:: What the task requires ::
Each record below should be written out again exactly.

▬▬▬▬▬▬▬▬▬▬

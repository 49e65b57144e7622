//! Caret positions and selection ranges.

use super::tree::{Document, NodeId, Relation};

/// A point in the document: a node plus an offset inside it.
///
/// For text nodes the offset counts characters; for elements it counts
/// children.
#[derive(Debug, Clone, PartialEq, Eq)]
pub struct Position {
    pub node: NodeId,
    pub offset: usize,
    pub is_at_end: bool,
}

impl Position {
    /// Position before all content of `node`.
    pub fn begin(node: NodeId) -> Self {
        Self {
            node,
            offset: 0,
            is_at_end: false,
        }
    }

    /// Position after all content of `node`.
    pub fn end(doc: &Document, node: NodeId) -> Self {
        Self::new(doc, node, doc.node_length(node))
    }

    /// Position at `offset`, clamped to the length of `node`.
    pub fn new(doc: &Document, node: NodeId, offset: usize) -> Self {
        let length = doc.node_length(node);
        let offset = offset.min(length);
        Self {
            node,
            offset,
            is_at_end: length > 0 && offset == length,
        }
    }

    /// Descend to the deepest node the position points into.
    pub fn normalize(&self, doc: &Document) -> Position {
        let mut node = self.node;
        let mut offset = self.offset;

        while !doc.is_text(node) {
            let children = doc.children(node);
            let next = if self.is_at_end {
                children.last()
            } else {
                children.get(offset)
            };
            match next {
                Some(&child) => {
                    node = child;
                    offset = 0;
                }
                None => break,
            }
        }

        if self.is_at_end {
            Position::end(doc, node)
        } else {
            Position {
                node,
                offset,
                is_at_end: false,
            }
        }
    }

    pub fn equal_to(&self, other: &Position) -> bool {
        self.node == other.node && self.offset == other.offset
    }

    /// Whether this position comes strictly after `other`.
    pub fn is_after(&self, doc: &Document, other: &Position) -> bool {
        if self.node == other.node {
            self.offset > other.offset
        } else {
            doc.relation(other.node, self.node) == Relation::Following
        }
    }
}

/// An ordered pair of positions.
#[derive(Debug, Clone, PartialEq, Eq)]
pub struct SelectionRange {
    start: Position,
    end: Position,
}

impl SelectionRange {
    /// Build a range from two ends in either order.
    pub fn new(doc: &Document, a: Position, b: Position) -> Self {
        if a.normalize(doc).is_after(doc, &b.normalize(doc)) {
            Self { start: b, end: a }
        } else {
            Self { start: a, end: b }
        }
    }

    /// Range from the beginning of `start` to the end of `end`.
    pub fn spanning(doc: &Document, start: NodeId, end: NodeId) -> Self {
        Self::new(doc, Position::begin(start), Position::end(doc, end))
    }

    pub fn collapsed(position: Position) -> Self {
        Self {
            start: position.clone(),
            end: position,
        }
    }

    pub fn start(&self) -> &Position {
        &self.start
    }

    pub fn end(&self) -> &Position {
        &self.end
    }

    /// Both ends, normalized to leaf nodes.
    pub fn normalized(&self, doc: &Document) -> (Position, Position) {
        (self.start.normalize(doc), self.end.normalize(doc))
    }
}

/// How a node has to relate to a selection to be picked up.
#[derive(Debug, Clone, Copy, PartialEq, Eq)]
pub enum SelectionScope {
    /// The node lies inside an end node or wholly between the ends
    InSelection,
    /// Like `InSelection`, and also nodes holding either end
    OnSelection,
}

/// Whether `node` intersects the selection between `start` and `end`.
///
/// A node qualifies when it sits inside an end node, or when the start lies
/// before it and the end after it. `OnSelection` also accepts nodes holding
/// an end of the selection.
pub fn intersects_selection(
    doc: &Document,
    node: NodeId,
    start: &Position,
    end: &Position,
    scope: SelectionScope,
) -> bool {
    let to_start = doc.relation(node, start.node);
    let to_end = doc.relation(node, end.node);

    let is_target = |relation: Relation| match relation {
        Relation::Same | Relation::Contains => true,
        Relation::ContainedBy => scope == SelectionScope::OnSelection,
        _ => false,
    };
    let start_before = matches!(to_start, Relation::Preceding | Relation::Contains);

    is_target(to_start) || is_target(to_end) || (start_before && to_end == Relation::Following)
}

#[cfg(test)]
mod tests {
    use super::*;
    use crate::dom::Tag;

    #[test]
    fn test_normalize_descends_to_leaf() {
        let mut doc = Document::new();
        let root = doc.root();
        let p = doc.append_element(root, Tag::P);
        let text = doc.append_text(p, "hello");

        let begin = Position::begin(root).normalize(&doc);
        assert_eq!(begin.node, text);
        assert_eq!(begin.offset, 0);

        let end = Position::end(&doc, root).normalize(&doc);
        assert_eq!(end.node, text);
        assert_eq!(end.offset, 5);
        assert!(end.is_at_end);
    }

    #[test]
    fn test_is_after() {
        let mut doc = Document::new();
        let root = doc.root();
        let a = doc.append_text(root, "ab");
        let b = doc.append_text(root, "cd");

        assert!(Position::new(&doc, a, 2).is_after(&doc, &Position::new(&doc, a, 1)));
        assert!(Position::begin(b).is_after(&doc, &Position::end(&doc, a)));
        assert!(!Position::begin(a).is_after(&doc, &Position::begin(b)));
    }

    #[test]
    fn test_range_orders_ends() {
        let mut doc = Document::new();
        let root = doc.root();
        let a = doc.append_text(root, "ab");
        let b = doc.append_text(root, "cd");

        let range = SelectionRange::new(&doc, Position::begin(b), Position::begin(a));
        assert_eq!(range.start().node, a);
        assert_eq!(range.end().node, b);
    }

    #[test]
    fn test_intersects_selection_scopes() {
        let mut doc = Document::new();
        let root = doc.root();
        let first = doc.append_element(root, Tag::P);
        let a = doc.append_text(first, "a");
        let middle = doc.append_element(root, Tag::Table);
        let last = doc.append_element(root, Tag::P);
        let b = doc.append_text(last, "b");
        let after = doc.append_element(root, Tag::P);

        let start = Position::begin(a);
        let end = Position::end(&doc, b);

        assert!(intersects_selection(&doc, middle, &start, &end, SelectionScope::InSelection));
        assert!(!intersects_selection(&doc, first, &start, &end, SelectionScope::InSelection));
        assert!(intersects_selection(&doc, first, &start, &end, SelectionScope::OnSelection));
        assert!(!intersects_selection(&doc, after, &start, &end, SelectionScope::OnSelection));
    }
}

▬▬▬▬▬▬▬▬▬▬

:: Exercise result ::
repository 49e65b57144e7622
//! Caret positions and selection ranges.

use super::tree::{Document, NodeId, Relation};

/// A point in the document: a node plus an offset inside it.
///
/// For text nodes the offset counts characters; for elements it counts
/// children.
#[derive(Debug, Clone, PartialEq, Eq)]
pub struct Position {
    pub node: NodeId,
    pub offset: usize,
    pub is_at_end: bool,
}

impl Position {
    /// Position before all content of `node`.
    pub fn begin(node: NodeId) -> Self {
        Self {
            node,
            offset: 0,
            is_at_end: false,
        }
    }

    /// Position after all content of `node`.
    pub fn end(doc: &Document, node: NodeId) -> Self {
        Self::new(doc, node, doc.node_length(node))
    }

    /// Position at `offset`, clamped to the length of `node`.
    pub fn new(doc: &Document, node: NodeId, offset: usize) -> Self {
        let length = doc.node_length(node);
        let offset = offset.min(length);
        Self {
            node,
            offset,
            is_at_end: length > 0 && offset == length,
        }
    }

    /// Descend to the deepest node the position points into.
    pub fn normalize(&self, doc: &Document) -> Position {
        let mut node = self.node;
        let mut offset = self.offset;

        while !doc.is_text(node) {
            let children = doc.children(node);
            let next = if self.is_at_end {
                children.last()
            } else {
                children.get(offset)
            };
            match next {
                Some(&child) => {
                    node = child;
                    offset = 0;
                }
                None => break,
            }
        }

        if self.is_at_end {
            Position::end(doc, node)
        } else {
            Position {
                node,
                offset,
                is_at_end: false,
            }
        }
    }

    pub fn equal_to(&self, other: &Position) -> bool {
        self.node == other.node && self.offset == other.offset
    }

    /// Whether this position comes strictly after `other`.
    pub fn is_after(&self, doc: &Document, other: &Position) -> bool {
        if self.node == other.node {
            self.offset > other.offset
        } else {
            doc.relation(other.node, self.node) == Relation::Following
        }
    }
}

/// An ordered pair of positions.
#[derive(Debug, Clone, PartialEq, Eq)]
pub struct SelectionRange {
    start: Position,
    end: Position,
}

impl SelectionRange {
    /// Build a range from two ends in either order.
    pub fn new(doc: &Document, a: Position, b: Position) -> Self {
        if a.normalize(doc).is_after(doc, &b.normalize(doc)) {
            Self { start: b, end: a }
        } else {
            Self { start: a, end: b }
        }
    }

    /// Range from the beginning of `start` to the end of `end`.
    pub fn spanning(doc: &Document, start: NodeId, end: NodeId) -> Self {
        Self::new(doc, Position::begin(start), Position::end(doc, end))
    }

    pub fn collapsed(position: Position) -> Self {
        Self {
            start: position.clone(),
            end: position,
        }
    }

    pub fn start(&self) -> &Position {
        &self.start
    }

    pub fn end(&self) -> &Position {
        &self.end
    }

    /// Both ends, normalized to leaf nodes.
    pub fn normalized(&self, doc: &Document) -> (Position, Position) {
        (self.start.normalize(doc), self.end.normalize(doc))
    }
}

/// How a node has to relate to a selection to be picked up.
#[derive(Debug, Clone, Copy, PartialEq, Eq)]
pub enum SelectionScope {
    /// The node lies inside an end node or wholly between the ends
    InSelection,
    /// Like `InSelection`, and also nodes holding either end
    OnSelection,
}

/// Whether `node` intersects the selection between `start` and `end`.
///
/// A node qualifies when it sits inside an end node, or when the start lies
/// before it and the end after it. `OnSelection` also accepts nodes holding
/// an end of the selection.
pub fn intersects_selection(
    doc: &Document,
    node: NodeId,
    start: &Position,
    end: &Position,
    scope: SelectionScope,
) -> bool {
    let to_start = doc.relation(node, start.node);
    let to_end = doc.relation(node, end.node);

    let is_target = |relation: Relation| match relation {
        Relation::Same | Relation::Contains => true,
        Relation::ContainedBy => scope == SelectionScope::OnSelection,
        _ => false,
    };
    let start_before = matches!(to_start, Relation::Preceding | Relation::Contains);

    is_target(to_start) || is_target(to_end) || (start_before && to_end == Relation::Following)
}

#[cfg(test)]
mod tests {
    use super::*;
    use crate::dom::Tag;

    #[test]
    fn test_normalize_descends_to_leaf() {
        let mut doc = Document::new();
        let root = doc.root();
        let p = doc.append_element(root, Tag::P);
        let text = doc.append_text(p, "hello");

        let begin = Position::begin(root).normalize(&doc);
        assert_eq!(begin.node, text);
        assert_eq!(begin.offset, 0);

        let end = Position::end(&doc, root).normalize(&doc);
        assert_eq!(end.node, text);
        assert_eq!(end.offset, 5);
        assert!(end.is_at_end);
    }

    #[test]
    fn test_is_after() {
        let mut doc = Document::new();
        let root = doc.root();
        let a = doc.append_text(root, "ab");
        let b = doc.append_text(root, "cd");

        assert!(Position::new(&doc, a, 2).is_after(&doc, &Position::new(&doc, a, 1)));
        assert!(Position::begin(b).is_after(&doc, &Position::end(&doc, a)));
        assert!(!Position::begin(a).is_after(&doc, &Position::begin(b)));
    }

    #[test]
    fn test_range_orders_ends() {
        let mut doc = Document::new();
        let root = doc.root();
        let a = doc.append_text(root, "ab");
        let b = doc.append_text(root, "cd");

        let range = SelectionRange::new(&doc, Position::begin(b), Position::begin(a));
        assert_eq!(range.start().node, a);
        assert_eq!(range.end().node, b);
    }

    #[test]
    fn test_intersects_selection_scopes() {
        let mut doc = Document::new();
        let root = doc.root();
        let first = doc.append_element(root, Tag::P);
        let a = doc.append_text(first, "a");
        let middle = doc.append_element(root, Tag::Table);
        let last = doc.append_element(root, Tag::P);
        let b = doc.append_text(last, "b");
        let after = doc.append_element(root, Tag::P);

        let start = Position::begin(a);
        let end = Position::end(&doc, b);

        assert!(intersects_selection(&doc, middle, &start, &end, SelectionScope::InSelection));
        assert!(!intersects_selection(&doc, first, &start, &end, SelectionScope::InSelection));
        assert!(intersects_selection(&doc, first, &start, &end, SelectionScope::OnSelection));
        assert!(!intersects_selection(&doc, after, &start, &end, SelectionScope::OnSelection));
    }
}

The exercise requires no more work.